How the Garcia Girls Lost Their Accents

How the Garcia Girls Lost Their Accents Summary and Analysis of "The Human Body"

This chapter tells an episode from the girls’ childhood on the Dominican Republic, narrated by Yolanda as an older woman. She recounts some of the trouble she got into as a young tomboy. Instead of having a female best friend, like her sisters, she liked to play with Mundín. She thinks about her grandfather, on whom Trujillo had conferred a bogus post with the United Nations. Her grandfather, whom the girls called Papito, was a peaceable man, but Trujillo felt threatened by his wealth and education, and hoped the U.N. position would keep him out of the Dominican Republic. Papito and his wife travelled to New York frequently and brought back toys for the cousins.

On one such trip, Yolanda’s grandmother brings her a child’s edition of the Arabian Nights, and gives Mundín a Human Body doll with removable organs, and a large ball of pink molding clay. Yolanda is jealous and asks for a swap, but Mundín refuses, so she stomps off and pretends to read her book. Unexpectedly, she finds herself engrossed in the tale of Scheherazade. In the meantime, Mundín has made a snake from his clay and is scaring the younger girl cousins until they scream and threaten to tell on him. To keep their silence, he is forced to promise them some of the clay—and promises Yolanda some as well.

Mundín demands something in return for the clay, and since he is not interested in her Arabian Nights book, he asks her to show him her private parts in exchange. To carry out the bargain, Yolanda and Mundín, with little Sofía in tow, go to the coal shed at the back of the property. This shed is supposed to be off limits to the children, since it is located near the border between Papito’s property and the estate of Trujillo’s daughter and son-in-law. The dictator is sometimes seen through the hedges marching across the yard with his young grandson in a little military uniform.

When both Yolanda and the uncomprehending Sofía have carried out the bargain, Mundín offers each half the clay. Yolanda throws a tantrum, demanding all the clay, and Mundín promises to give Yolanda his Human Body doll as well. However, her shouts draw the attention of the adults. Mundín’s mother and the gardener find them in the shed and are about to punish them with Yolanda lies and says they were hiding in the shed from the guardia—the secret police.

The story ends with them all trooping back into the house, leaving Mundín’s Human Body doll in the coal shed where he had dropped it out of fear. When they retrieve the pieces, all the organs have been chewed up or trampled and cannot be recognized or fit back together.

Analysis

In this chapter, Yolanda exhibits a growing sexual curiosity, although she remains a masculine tomboy. She unabashedly expects Mundín’s Human Body doll to have genitals, and does not understand the gardener’s pornographic magazine that she finds near the coal shed, although she recognizes that it was inappropriate, and that finding it has given her some power over the gardener. At the same time, she must steel herself against Mundín’s gaze when she strips to show him her private parts. Mundín is similarly curious and uninterested at the same time—he is intrigued by the qualities that differentiate the sexes, but finds Yolanda’s body uninteresting compared with his own.

Yolanda’s only knowledge that sex is an important issue derives from adult sources. In her religious instruction classes, she has learned how original sin led Adam and Eve to feel shame at their nakedness. At home, her aunts warn her to guard her body “like hidden treasure” (235) and pressure her to stop playing with Mundín. The rigid sexual rules of Dominican society are thus imposed on her before she understands what sexuality is.

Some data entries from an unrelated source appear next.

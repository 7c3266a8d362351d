//! The PM intake pipeline (spec.md §4.7): ignored/self-drop, rate limit,
//! tokenize, admin gate, economy-ban gate, handler dispatch, and a blanket
//! error catch that turns any handler failure into a safe PM reply instead
//! of propagating into the per-channel writer task.

use economy_core::collaborator::PmSender;
use economy_core::events::PmEvent;
use economy_core::ignored::IgnoredUsers;
use parking_lot::Mutex;
use tracing::{instrument, warn};

use crate::commands::{admin, user, CommandReply, Invocation};
use crate::context::DispatchContext;
use crate::ratelimit::UserRateLimiter;
use crate::reload::ReloadTargets;
use crate::tokenizer::tokenize;

const MAX_COMMANDS_PER_MINUTE: usize = 10;

pub struct Dispatcher {
    ctx: DispatchContext,
    reload_targets: ReloadTargets,
    rate_limiter: Mutex<UserRateLimiter>,
}

impl std::fmt::Debug for Dispatcher {
    fn fmt(&self, f: &mut std::fmt::Formatter<'_>) -> std::fmt::Result {
        f.debug_struct("Dispatcher").finish_non_exhaustive()
    }
}

impl Dispatcher {
    pub fn new(ctx: DispatchContext, reload_targets: ReloadTargets) -> Self {
        Self { ctx, reload_targets, rate_limiter: Mutex::new(UserRateLimiter::default()) }
    }

    /// Handles one inbound PM event end-to-end, sending the reply (and any
    /// chat side effect) back out through the configured [`PmSender`].
    /// Never returns an error: every failure is logged and converted into
    /// a PM back to the user.
    #[instrument(skip(self, event), fields(user = %event.username, channel = %event.channel))]
    pub async fn handle_pm(&self, event: PmEvent) {
        let config = self.ctx.config.current();

        let ignored = IgnoredUsers::new(config.ignored_users.iter().cloned());
        if ignored.contains(&event.username) {
            return;
        }

        if !self.rate_limiter.lock().allow(&event.username, MAX_COMMANDS_PER_MINUTE, event.timestamp) {
            let _ = self.ctx.pm.send_pm(&event.channel, &event.username, "you're sending commands too fast, slow down").await;
            return;
        }

        let Some((command, args)) = tokenize(&event.message) else {
            return;
        };

        let cytube_rank = event.rank.unwrap_or(0);
        let is_admin = cytube_rank >= config.admin.owner_level && config.admin.commands.contains(&command);
        let is_user_command = USER_COMMANDS.iter().any(|(name, _)| *name == command);

        if !is_admin && !is_user_command {
            return;
        }

        if !is_admin {
            match self.ctx.ledger.is_banned(&economy_core::keys::AccountKey::new(&event.username, &event.channel)).await {
                Ok(true) => {
                    let _ = self.ctx.pm.send_pm(&event.channel, &event.username, "you're currently suspended from the economy").await;
                    return;
                }
                Ok(false) => {}
                Err(error) => {
                    warn!(%error, "ban check failed");
                    let _ = self.ctx.pm.send_pm(&event.channel, &event.username, "something went wrong, please try again").await;
                    return;
                }
            }
        }

        let invocation = Invocation { channel: event.channel.clone(), username: event.username.clone(), cytube_rank, args };

        let reply = if is_admin {
            self.run_admin(&command, &invocation).await
        } else {
            self.run_user(&command, &invocation).await
        };

        match reply {
            Some(Ok(reply)) => {
                let _ = self.ctx.pm.send_pm(&event.channel, &event.username, &reply.pm).await;
                if let Some(chat) = reply.chat {
                    use economy_core::collaborator::ChatSender;
                    let _ = self.ctx.broker.send_chat(&event.channel, &chat).await;
                }
            }
            Some(Err(error)) => {
                warn!(%error, command = %command, "command handler failed");
                let _ = self.ctx.pm.send_pm(&event.channel, &event.username, &error.user_message()).await;
            }
            None => {
                let _ = self.ctx.pm.send_pm(&event.channel, &event.username, "unknown command, try 'help'").await;
            }
        }
    }

    async fn run_user(&self, command: &str, inv: &Invocation) -> Option<Result<CommandReply, crate::error::DispatchError>> {
        let result = match command {
            "help" => user::help(&self.ctx, inv).await,
            "balance" | "bal" => user::balance(&self.ctx, inv).await,
            "rewards" => user::rewards(&self.ctx, inv).await,
            "history" => user::history(&self.ctx, inv).await,
            "rank" => user::rank(&self.ctx, inv).await,
            "profile" => user::profile(&self.ctx, inv).await,
            "achievements" => user::achievements(&self.ctx, inv).await,
            "top" => user::top(&self.ctx, inv).await,
            "search" => user::search(&self.ctx, inv).await,
            "queue" => user::queue(&self.ctx, inv).await,
            "playnext" => user::playnext(&self.ctx, inv).await,
            "forcenow" => user::forcenow(&self.ctx, inv).await,
            "tip" => user::tip(&self.ctx, inv).await,
            "shop" => user::shop(&self.ctx, inv).await,
            "buy" => user::buy(&self.ctx, inv).await,
            "fortune" => user::fortune(&self.ctx, inv).await,
            "spin" => user::spin(&self.ctx, inv).await,
            "flip" => user::flip(&self.ctx, inv).await,
            "challenge" => user::challenge(&self.ctx, inv).await,
            "accept" => user::accept(&self.ctx, inv).await,
            "decline" => user::decline(&self.ctx, inv).await,
            "gambling" | "stats" => user::gambling_stats(&self.ctx, inv).await,
            "bounty" => user::bounty(&self.ctx, inv).await,
            "bounties" => user::bounties(&self.ctx, inv).await,
            "heist" => user::heist(&self.ctx, inv).await,
            "events" | "multipliers" => user::events(&self.ctx, inv).await,
            _ => return None,
        };
        Some(result)
    }

    async fn run_admin(&self, command: &str, inv: &Invocation) -> Option<Result<CommandReply, crate::error::DispatchError>> {
        let result = match command {
            "grant" => admin::grant(&self.ctx, inv).await,
            "deduct" => admin::deduct(&self.ctx, inv).await,
            "rain" => admin::rain(&self.ctx, inv).await,
            "set_balance" => admin::set_balance(&self.ctx, inv).await,
            "set_rank" => admin::set_rank(&self.ctx, inv).await,
            "ban" => admin::ban(&self.ctx, inv).await,
            "unban" => admin::unban(&self.ctx, inv).await,
            "reload" => admin::reload_command(&self.ctx, &self.reload_targets, inv).await,
            "econ:stats" => admin::econ_stats(&self.ctx, inv).await,
            "econ:user" => admin::econ_user(&self.ctx, inv).await,
            "econ:health" => admin::econ_health(&self.ctx, inv).await,
            "econ:triggers" => admin::econ_triggers(&self.ctx, inv).await,
            "econ:gambling" => admin::econ_gambling(&self.ctx, inv).await,
            "approve_gif" => admin::approve_gif(&self.ctx, inv).await,
            "reject_gif" => admin::reject_gif(&self.ctx, inv).await,
            "announce" => admin::announce(&self.ctx, inv).await,
            "claim_bounty" => admin::claim_bounty(&self.ctx, inv).await,
            "event" => match inv.args.first().map(|s| s.as_str()) {
                Some("start") => admin::event_start(&self.ctx, &shift(inv)).await,
                Some("stop") => admin::event_stop(&self.ctx, &shift(inv)).await,
                _ => return Some(Ok(CommandReply::pm("usage: event start <multiplier> <minutes> | event stop"))),
            },
            _ => return None,
        };
        Some(result)
    }
}

/// Drops the first argument (the `start`/`stop` sub-verb) before handing
/// the invocation to the specific `event` handler.
fn shift(inv: &Invocation) -> Invocation {
    Invocation { channel: inv.channel.clone(), username: inv.username.clone(), cytube_rank: inv.cytube_rank, args: inv.args[1..].to_vec() }
}

const USER_COMMANDS: &[(&str, ())] = &[
    ("help", ()),
    ("balance", ()),
    ("bal", ()),
    ("rewards", ()),
    ("history", ()),
    ("rank", ()),
    ("profile", ()),
    ("achievements", ()),
    ("top", ()),
    ("search", ()),
    ("queue", ()),
    ("playnext", ()),
    ("forcenow", ()),
    ("tip", ()),
    ("shop", ()),
    ("buy", ()),
    ("fortune", ()),
    ("spin", ()),
    ("flip", ()),
    ("challenge", ()),
    ("accept", ()),
    ("decline", ()),
    ("gambling", ()),
    ("stats", ()),
    ("bounty", ()),
    ("bounties", ()),
    ("heist", ()),
    ("events", ()),
    ("multipliers", ()),
];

A more ominous social force, the dictatorship of Trujillo, also looms over her childhood. Her grandfather is interrogated by the SIM after Yolanda and Mundín accidentally set off a firecracker at the border of Trujillo’s property, just as the dictator’s grandson walks by. Yolanda lies about the guardia to escape from trouble in the coal shed, recognizing that the guardia provoke fear in her older relatives and that her own infraction will be forgotten.

At the chapter’s end, Mundín and Yolanda try to put the mangled inner organs back into the Human Body doll. However, the pieces have been damaged beyond recognition and they cannot reassemble the body. The doll’s destruction offers an allegory for Yolanda’s maturity into knowledge of sexuality and power. Social morality, sexual rules, and the violence of the dictatorship gradually transform Yolanda from an unselfconscious child to the anxious, unsure woman she becomes. The image suggests that Yolanda was complete and unified as a child, but that her initiation into sexuality and external social systems breaks down that earlier self. When this occurs, the child becomes a “little man” (238)—a miniature version of a self-aware adult.

The process of transformation from a naïve child to an adult who experiences shame and fear parallels the Biblical story of Genesis. Yolanda alludes to the story when she thinks of her religious instruction, in which she learned that Adam and Eve had to put on clothing after they had sinned. As she begins to become ashamed of nakedness and understand the violent power behind Trujillo’s dictatorship, she seems to leave her personal Eden behind.